I hate when people refer to having a chronic illness as “fighting.” I hate when people tell me they are impressed with how “strong” I am. I hate when people tell me I “inspire them” just because I have a disease. I also hate orange gummy bears but that’s not important right now.
After reading that, you probably think I’m in a really sh*tty mood. Tell us what else you hate, Becky! Let’s make everyone feel bad!
Don’t worry- I’m happily listening to Emma Chamberlain talk about what outfits are totally in style right now. And I don’t hate anyone (besides the person who decided orange would be a good candy flavor). I hate hearing all of those things because this isn’t my battle; this is my life. I’m not fighting anything, or anyone. I wake up, I go to school, I see friends, and I live, no boxing gloves needed. It’s a life with more needles, more vitamins, and more stick-on heating pads than some, but it’s mine. And I hate when people admire me just for the sake of living it.
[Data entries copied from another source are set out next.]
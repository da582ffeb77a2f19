//! Attribute extraction from free-text listing names.
//!
//! [`extract`] is a pure function of the name: each dimension is resolved
//! independently against its ordered keyword table in [`crate::rules`], and the
//! first hit wins. A dimension with no hit stays `None`.

use once_cell::sync::Lazy;
use regex::Regex;
use serde::Serialize;

use crate::rules;

#[derive(Debug, Clone, Copy, PartialEq, Eq, Serialize)]
pub enum Species {
    Dog,
    Cat,
}

impl Species {
    pub fn label(self) -> &'static str {
        match self {
            Species::Dog => "Cães",
            Species::Cat => "Gatos",
        }
    }
}

#[derive(Debug, Clone, Copy, PartialEq, Eq, Serialize)]
pub enum LifeStage {
    Puppy,
    Senior,
    Adult,
    Neutered,
    Light,
}

impl LifeStage {
    pub fn label(self) -> &'static str {
        match self {
            LifeStage::Puppy => "Filhotes",
            LifeStage::Senior => "Sênior",
            LifeStage::Adult => "Adultos",
            LifeStage::Neutered => "Castrados",
            LifeStage::Light => "Light",
        }
    }
}

#[derive(Debug, Clone, Copy, PartialEq, Eq, Serialize)]
pub enum BodySize {
    Small,
    Medium,
    Large,
    Giant,
}

impl BodySize {
    pub fn label(self) -> &'static str {
        match self {
            BodySize::Small => "Peq.",
            BodySize::Medium => "Méd.",
            BodySize::Large => "Gde.",
            BodySize::Giant => "Gig.",
        }
    }
}

#[derive(Debug, Clone, Copy, PartialEq, Eq, Serialize)]
pub enum PackQuantity {
    Single,
    ThreePack,
}

impl PackQuantity {
    pub fn label(self) -> &'static str {
        match self {
            PackQuantity::Single => "1 Comp.",
            PackQuantity::ThreePack => "3 Comp.",
        }
    }
}

/// Structured attributes parsed from one listing name.
#[derive(Debug, Clone, Default, PartialEq, Eq, Serialize)]
pub struct AttributeSet {
    pub species: Option<Species>,
    pub life_stage: Option<LifeStage>,
    pub body_size: Option<BodySize>,
    pub flavor: Option<String>,
    pub brand_line: Option<String>,
    pub pack_quantity: Option<PackQuantity>,
    /// Set when the input name was empty or blank.
    pub unnamed: bool,
}

impl AttributeSet {
    fn unnamed() -> Self {
        Self {
            unnamed: true,
            ..Self::default()
        }
    }
}

pub fn extract(name: &str) -> AttributeSet {
    if name.trim().is_empty() {
        return AttributeSet::unnamed();
    }
    let lower = name.to_lowercase();
    extract_lower(&lower)
}

/// Same as [`extract`] for a name that is already lowercased and non-empty.
pub(crate) fn extract_lower(lower: &str) -> AttributeSet {
    AttributeSet {
        species: rules::first_match(lower, rules::SPECIES_RULES),
        life_stage: rules::first_match(lower, rules::LIFE_STAGE_RULES),
        body_size: rules::first_match(lower, rules::BODY_SIZE_RULES),
        flavor: rules::first_match(lower, rules::FLAVOR_RULES).map(str::to_string),
        brand_line: rules::brand_rule_for(lower)
            .and_then(|rule| rule.line_for(lower))
            .map(str::to_string),
        pack_quantity: rules::pack_quantity(lower),
        unnamed: false,
    }
}

static WEIGHT_RANGE: Lazy<Regex> = Lazy::new(|| {
    Regex::new(r"(\d+[.,]?\d*)\s*(?:a|-|à|ate|até)\s*(\d+[.,]?\d*)\s*kg")
        .expect("valid weight range pattern")
});
static WEIGHT_KG: Lazy<Regex> =
    Lazy::new(|| Regex::new(r"(\d+[.,]?\d*)\s*kg").expect("valid kg pattern"));
static UNIT_COUNT: Lazy<Regex> =
    Lazy::new(|| Regex::new(r"(\d+)\s*(?:un|comp|tab)").expect("valid unit pattern"));
static DOSE_MG: Lazy<Regex> = Lazy::new(|| Regex::new(r"(\d+)\s*mg").expect("valid mg pattern"));

/// Short variant label for a listing, used to tell apart sizes of one group.
///
/// Looks for, in order: a weight range (`"2-4kg"`), a single weight
/// (`"15kg"`), a tablet count (`"3 Un."`), then a dose (`"250mg"`). Doses are
/// ignored for antiparasitics sold by weight band.
pub fn weight_label(name: &str) -> Option<String> {
    let lower = name.to_lowercase();

    if let Some(caps) = WEIGHT_RANGE.captures(&lower) {
        return Some(format!("{}-{}kg", &caps[1], &caps[2]));
    }
    if let Some(caps) = WEIGHT_KG.captures(&lower) {
        return Some(format!("{}kg", &caps[1]));
    }
    if lower.contains("comprimido") || lower.contains("tablete") || lower.contains("un") {
        if let Some(caps) = UNIT_COUNT.captures(&lower) {
            return Some(format!("{} Un.", &caps[1]));
        }
    }
    if !lower.contains("bravecto") && !lower.contains("nexgard") {
        if let Some(caps) = DOSE_MG.captures(&lower) {
            return Some(format!("{}mg", &caps[1]));
        }
    }
    None
}

#[cfg(test)]
mod tests {
    use super::*;

    #[test]
    fn extracts_every_dimension() {
        let attrs = extract("Ração Golden Special Frango Filhote para Cães Pequeno Porte 15kg");
        assert_eq!(attrs.species, Some(Species::Dog));
        assert_eq!(attrs.life_stage, Some(LifeStage::Puppy));
        assert_eq!(attrs.body_size, Some(BodySize::Small));
        assert_eq!(attrs.flavor.as_deref(), Some("Frango"));
        assert_eq!(attrs.brand_line.as_deref(), Some("Special"));
        assert_eq!(attrs.pack_quantity, None);
        assert!(!attrs.unnamed);
    }

    #[test]
    fn senior_beats_light() {
        let attrs = extract("Ração Premier Light Senior Cães");
        assert_eq!(attrs.life_stage, Some(LifeStage::Senior));
        let attrs = extract("Ração Premier Light Cães Adultos");
        assert_eq!(attrs.life_stage, Some(LifeStage::Light));
    }

    #[test]
    fn first_flavor_in_priority_order_wins() {
        // Salmon appears first in the text, chicken ranks higher.
        let attrs = extract("Ração Salmão e Frango Gatos");
        assert_eq!(attrs.flavor.as_deref(), Some("Frango"));
        assert_eq!(attrs.species, Some(Species::Cat));
    }

    #[test]
    fn cat_checked_before_dog() {
        let attrs = extract("Areia para gatos e cães");
        assert_eq!(attrs.species, Some(Species::Cat));
    }

    #[test]
    fn case_insensitive() {
        assert_eq!(extract("RAÇÃO FILHOTE CÃES"), extract("ração filhote cães"));
    }

    #[test]
    fn empty_name_is_unnamed() {
        let attrs = extract("   ");
        assert!(attrs.unnamed);
        assert_eq!(attrs.species, None);
        assert_eq!(attrs.flavor, None);
    }

    #[test]
    fn unmatched_dimensions_stay_unset() {
        let attrs = extract("Tapete Higiênico Super Absorvente");
        assert_eq!(attrs, AttributeSet::default());
    }

    #[test]
    fn weight_labels() {
        assert_eq!(
            weight_label("Bravecto Cães 10 a 20kg").as_deref(),
            Some("10-20kg")
        );
        assert_eq!(weight_label("NexGard 4,1-10kg").as_deref(), Some("4,1-10kg"));
        assert_eq!(weight_label("Ração Golden 15kg").as_deref(), Some("15kg"));
        assert_eq!(
            weight_label("Vermífugo 4 comprimidos").as_deref(),
            Some("4 Un.")
        );
        assert_eq!(weight_label("Suplemento 500mg").as_deref(), Some("500mg"));
        assert_eq!(weight_label("Tapete Higiênico"), None);
    }
}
A person in a wheelchair does not wake up every morning and “fight” against their inability to walk until they go to sleep each night; they wake up every morning, and they live. A cancer patient doesn’t walk into their chemo appointment and “fight” their disease until it goes away; they walk into their appointment because they have to, and it’s not what they want to do or where they want to be, but it’s life, and they are living.
What I hate most about the idea that I, or anyone, is “battling” a disease or disability is that all the pressure for progress rests (but really digs) on their shoulders. It’s *my* battle, so it’s *my* problem. It’s *my* job to get better. To *win.*
Okay Becky, chill. You don’t have to be a “fighter.” Just sit back, relax, hang out. No one cares! So what happens if I step down and say, what the hell, this is too much. I’m tired. Why don’t you all take over?
Well, the funny* thing is, society is only “inspired” by sick and disabled people until those people need us to fight for them. At that point, they are burdens.
*It’s not actually funny. It makes me very mad. Please let it make you mad, too.
Wheelchair users are “inspirational” until it theres’ a need for accessible spaces, then they’re problematic and why are we moving the venue for three people out of 500? The deaf community is an “inspiration” until captions are requested on videos, then they’re demanding and can’t they just do that themself? Neurodivergent students are “inspiring” until they request accommodations, then they’re asking for too much and can’t they just figure it out like the rest of the class?
This isn’t my battle; it’s ours. And it’s not a fight against a disease, but against a society and its systems that don’t see sick and disabled people for who they are: people with regular, boring lives. People who want to be employed. People who want to get married without losing their income. People who want to be in the next hit Netflix teen drama (or at least see someone like them as the main character). People who want to feel welcomed, not special.
A person is not inspiring because they are sick, and sick people don’t fight wars, they live lives. We as people are inspiring for who we are, what we create, and the way we treat each other. Our only real fight is getting everyone to see that.
3 thoughts on “This isn’t my battle”
I admire you for the way you live your life. This world would be much better off with more people like you living in it. And I agree with you, orange is a terrible candy flavor- red Swedish fish only please.
Beyond amazing blog!
You said it in such a perfect way!
Love you my beautiful, girl!
Another amazing job at articulating issues that impact so many. I really appreciate how you framed this. Sorry, I have mixed agreement about orange, however. It is a terrible color for candy, or anything else, but it is a good flavor.